━━━ Records supplied ━━━

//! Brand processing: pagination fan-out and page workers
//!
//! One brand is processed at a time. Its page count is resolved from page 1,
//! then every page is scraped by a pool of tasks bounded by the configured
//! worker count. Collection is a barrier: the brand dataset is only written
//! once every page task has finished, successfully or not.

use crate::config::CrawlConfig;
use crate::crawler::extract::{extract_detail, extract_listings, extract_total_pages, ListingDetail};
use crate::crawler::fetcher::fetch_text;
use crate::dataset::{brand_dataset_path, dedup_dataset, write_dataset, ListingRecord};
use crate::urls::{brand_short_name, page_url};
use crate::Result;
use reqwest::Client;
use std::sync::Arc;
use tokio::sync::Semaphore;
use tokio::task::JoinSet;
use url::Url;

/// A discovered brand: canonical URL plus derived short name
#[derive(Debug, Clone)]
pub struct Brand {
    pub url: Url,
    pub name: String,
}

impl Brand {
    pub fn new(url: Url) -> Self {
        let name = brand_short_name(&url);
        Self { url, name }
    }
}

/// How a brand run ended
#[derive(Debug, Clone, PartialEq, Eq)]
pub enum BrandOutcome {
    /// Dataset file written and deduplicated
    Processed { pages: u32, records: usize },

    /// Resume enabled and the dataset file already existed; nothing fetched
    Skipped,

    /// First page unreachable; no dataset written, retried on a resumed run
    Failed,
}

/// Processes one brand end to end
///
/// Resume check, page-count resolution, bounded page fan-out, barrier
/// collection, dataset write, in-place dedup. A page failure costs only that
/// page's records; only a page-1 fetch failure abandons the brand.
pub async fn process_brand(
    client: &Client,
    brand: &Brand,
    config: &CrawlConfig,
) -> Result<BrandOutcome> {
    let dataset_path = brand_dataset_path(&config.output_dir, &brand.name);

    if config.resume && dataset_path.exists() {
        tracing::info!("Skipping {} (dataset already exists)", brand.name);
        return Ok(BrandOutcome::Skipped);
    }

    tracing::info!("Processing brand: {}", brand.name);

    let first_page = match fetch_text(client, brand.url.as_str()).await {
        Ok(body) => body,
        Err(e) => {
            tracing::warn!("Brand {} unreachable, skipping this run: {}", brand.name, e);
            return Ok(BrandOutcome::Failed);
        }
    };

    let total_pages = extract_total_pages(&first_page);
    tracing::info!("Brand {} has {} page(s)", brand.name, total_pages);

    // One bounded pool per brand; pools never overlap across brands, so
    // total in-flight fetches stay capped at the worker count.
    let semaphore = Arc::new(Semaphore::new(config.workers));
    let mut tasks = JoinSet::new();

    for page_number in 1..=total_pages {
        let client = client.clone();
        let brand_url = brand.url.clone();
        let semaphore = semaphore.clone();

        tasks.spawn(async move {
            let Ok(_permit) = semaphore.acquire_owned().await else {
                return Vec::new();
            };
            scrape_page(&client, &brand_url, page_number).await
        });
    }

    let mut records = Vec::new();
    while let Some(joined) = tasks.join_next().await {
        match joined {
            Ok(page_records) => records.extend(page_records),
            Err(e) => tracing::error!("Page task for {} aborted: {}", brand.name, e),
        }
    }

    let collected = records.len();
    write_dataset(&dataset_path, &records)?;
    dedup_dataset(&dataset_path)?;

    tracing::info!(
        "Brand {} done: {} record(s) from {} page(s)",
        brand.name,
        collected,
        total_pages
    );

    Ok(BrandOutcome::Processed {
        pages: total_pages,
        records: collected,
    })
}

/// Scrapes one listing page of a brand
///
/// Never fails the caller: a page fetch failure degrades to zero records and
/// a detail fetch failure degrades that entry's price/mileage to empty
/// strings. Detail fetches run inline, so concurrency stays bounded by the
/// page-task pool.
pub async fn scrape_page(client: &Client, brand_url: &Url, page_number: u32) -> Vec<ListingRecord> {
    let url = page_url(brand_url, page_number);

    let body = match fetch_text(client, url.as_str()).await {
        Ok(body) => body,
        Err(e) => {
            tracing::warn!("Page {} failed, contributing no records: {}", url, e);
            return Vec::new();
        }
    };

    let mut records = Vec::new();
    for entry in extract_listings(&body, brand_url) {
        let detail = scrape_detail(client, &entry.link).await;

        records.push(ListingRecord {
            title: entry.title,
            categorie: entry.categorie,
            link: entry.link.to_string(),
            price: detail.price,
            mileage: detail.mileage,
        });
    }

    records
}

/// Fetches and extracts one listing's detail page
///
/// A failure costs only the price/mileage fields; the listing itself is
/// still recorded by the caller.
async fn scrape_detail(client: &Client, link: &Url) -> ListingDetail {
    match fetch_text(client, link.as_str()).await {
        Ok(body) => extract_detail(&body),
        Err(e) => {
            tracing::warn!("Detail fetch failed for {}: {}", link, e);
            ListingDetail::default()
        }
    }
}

━━━

| What to do |
Show each line of the listing that holds the string "file".

| Exercise answer |
    /// Dataset file written and deduplicated
    /// Resume enabled and the dataset file already existed; nothing fetched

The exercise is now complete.